The U.S. funded Osama bin Laden? You hear this claim from conspiracists and some loony non-interventionists of the left and the right. But it’s just not true – at least no evidence has ever been produced to support it.

It is true that the U.S. funded the mujahideen in Afghanistan in order to push the Soviet Union out. But the “Afghan Arabs,” as bin Laden and his fellow travelers from the Arab world who went to Pakistan in the 1980s to support the Afghan jihad were called, received no funding from the United States. And why would the U.S. fund them?
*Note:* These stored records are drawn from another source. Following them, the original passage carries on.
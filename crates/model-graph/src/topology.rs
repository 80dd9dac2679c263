// Copyright (c) 2025 Dimitris Kafetzis
//
// Licensed under the MIT License.
// See LICENSE file in the project root for full license information.
//
// SPDX-License-Identifier: MIT

//! Graph traversal helpers over node and edge slices.
//!
//! Edges whose endpoints are not in the node list ("dangling" edges, which
//! can appear in hand-edited documents) are ignored by every function here.

use crate::{Edge, LayerNode, NodeId};
use std::collections::{HashMap, HashSet, VecDeque};

/// `true` if both endpoints of `edge` exist in `known`.
pub fn is_attached(edge: &Edge, known: &HashSet<&NodeId>) -> bool {
    known.contains(&edge.source) && known.contains(&edge.target)
}

/// Ids of all nodes, for use with [`is_attached`].
pub fn node_ids(nodes: &[LayerNode]) -> HashSet<&NodeId> {
    nodes.iter().map(|n| &n.id).collect()
}

/// Edges with a missing endpoint.
pub fn dangling_edges<'a>(nodes: &[LayerNode], edges: &'a [Edge]) -> Vec<&'a Edge> {
    let known = node_ids(nodes);
    edges.iter().filter(|e| !is_attached(e, &known)).collect()
}

/// Number of incoming edges for every node (zero included).
pub fn in_degrees<'a>(nodes: &'a [LayerNode], edges: &[Edge]) -> HashMap<&'a NodeId, usize> {
    let mut degrees: HashMap<&NodeId, usize> = nodes.iter().map(|n| (&n.id, 0)).collect();
    for edge in edges {
        if !degrees.contains_key(&edge.source) {
            continue;
        }
        if let Some(d) = degrees.get_mut(&edge.target) {
            *d += 1;
        }
    }
    degrees
}

/// Incoming edges of `id`, in edge-list order.
pub fn incoming<'a>(edges: &'a [Edge], id: &'a NodeId) -> impl Iterator<Item = &'a Edge> + 'a {
    edges.iter().filter(move |e| &e.target == id)
}

/// The first incoming edge of `id` in edge-list order.
pub fn first_incoming<'a>(edges: &'a [Edge], id: &NodeId) -> Option<&'a Edge> {
    edges.iter().find(|e| &e.target == id)
}

/// Direct successors of `id`, in edge-list order.
pub fn successors<'a>(edges: &'a [Edge], id: &'a NodeId) -> impl Iterator<Item = &'a NodeId> + 'a {
    edges.iter().filter(move |e| &e.source == id).map(|e| &e.target)
}

/// Every node reachable from `seeds` (seeds included), breadth first.
pub fn reachable_from<'a>(
    nodes: &'a [LayerNode],
    edges: &'a [Edge],
    seeds: impl IntoIterator<Item = &'a NodeId>,
) -> HashSet<&'a NodeId> {
    let known = node_ids(nodes);
    let mut visited: HashSet<&NodeId> = HashSet::new();
    let mut queue: VecDeque<&NodeId> = VecDeque::new();
    for seed in seeds {
        if known.contains(seed) && visited.insert(seed) {
            queue.push_back(seed);
        }
    }
    while let Some(current) = queue.pop_front() {
        for edge in edges.iter().filter(|e| &e.source == current) {
            if known.contains(&edge.target) && visited.insert(&edge.target) {
                queue.push_back(&edge.target);
            }
        }
    }
    visited
}

#[derive(Clone, Copy, PartialEq, Eq)]
enum Mark {
    InProgress,
    Done,
}

/// Finds a directed cycle, returning the nodes on it in traversal order.
///
/// Iterative three-colour depth-first search; roots are tried in node
/// order so the result is deterministic.
pub fn find_cycle(nodes: &[LayerNode], edges: &[Edge]) -> Option<Vec<NodeId>> {
    let known = node_ids(nodes);
    let mut adjacency: HashMap<&NodeId, Vec<&NodeId>> = HashMap::new();
    for edge in edges.iter().filter(|e| is_attached(e, &known)) {
        adjacency.entry(&edge.source).or_default().push(&edge.target);
    }

    let mut marks: HashMap<&NodeId, Mark> = HashMap::new();
    for root in nodes {
        if marks.contains_key(&root.id) {
            continue;
        }
        marks.insert(&root.id, Mark::InProgress);
        let mut path: Vec<&NodeId> = vec![&root.id];
        let mut cursor: Vec<usize> = vec![0];

        while let Some(&current) = path.last() {
            let depth = path.len() - 1;
            let next = adjacency
                .get(current)
                .and_then(|succ| succ.get(cursor[depth]))
                .copied();
            match next {
                Some(next) => {
                    cursor[depth] += 1;
                    match marks.get(next) {
                        None => {
                            marks.insert(next, Mark::InProgress);
                            path.push(next);
                            cursor.push(0);
                        }
                        Some(Mark::InProgress) => {
                            let start = path.iter().position(|id| *id == next).unwrap_or(0);
                            return Some(path[start..].iter().map(|id| (*id).clone()).collect());
                        }
                        Some(Mark::Done) => {}
                    }
                }
                None => {
                    marks.insert(current, Mark::Done);
                    path.pop();
                    cursor.pop();
                }
            }
        }
    }
    None
}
Their actual role in the fight was minor.

“The story about bin Laden and the CIA — that the CIA funded bin Laden or trained bin Laden — is simply a folk myth,” terrorism expert Peter Bergen said in a 2006 interview with CNN. “There’s no evidence of this. In fact, there are very few things that bin Laden, Ayman al-Zawahiri and the U.S. government agree on. They all agree that they didn’t have a relationship in the 1980s. And they wouldn’t have needed to. Bin Laden had his own money, he was anti-American and he was operating secretly and independently.”

3.) “Adm. Michael Mullen stated earlier this year that the biggest threat to our national security is our debt. If debt is our gravest threat, adding to the debt by expanding military spending further threatens our national security.” – Rand Paul in a 2012 op-ed on CNN.com.

Am I reading the words of liberal former Democratic Rep. Barney Frank or Rand Paul? It’s hard to tell the difference. But Paul should know better. America does have a long-term debt problem, but military spending is hardly its prime source. Our problem stems primarily from the over $80 trillion in unfunded liabilities embedded in America’s entitlement programs, particularly Medicare. As a percentage of gross domestic product, defense spending in 2013 was at a near-post World War II low and it is on track to go even lower. Meanwhile, entitlement spending is slated to skyrocket. It is estimated that by 2030 that all federal tax revenues will go toward entitlement spending and interest on our debt alone. In other words, our debt problem is not a defense budget problem, but an entitlement reform and economic growth challenge.

The truth is that Paul, like many Democrats, wants to cut the defense budget in order to scale back America’s role in the world. That’s a fair debate to have. But it’s just not correct to pretend our defense budget is what’s bankrupting us as a nation.

As his father Ron Paul discovered during his two failed Republican presidential runs, non-interventionism is not popular with GOP voters. The younger Paul is rhetorically savvier than his old man and may even have an international policy that is somewhat more mainstream, but there is good reason to suspect that the essence of his foreign policy outlook isn’t remarkably different. If he enters the 2016 Republican presidential race, as it seems likely, he will certainly be forced to account for his foreign policy views – and his liberal foreign policy deceptions.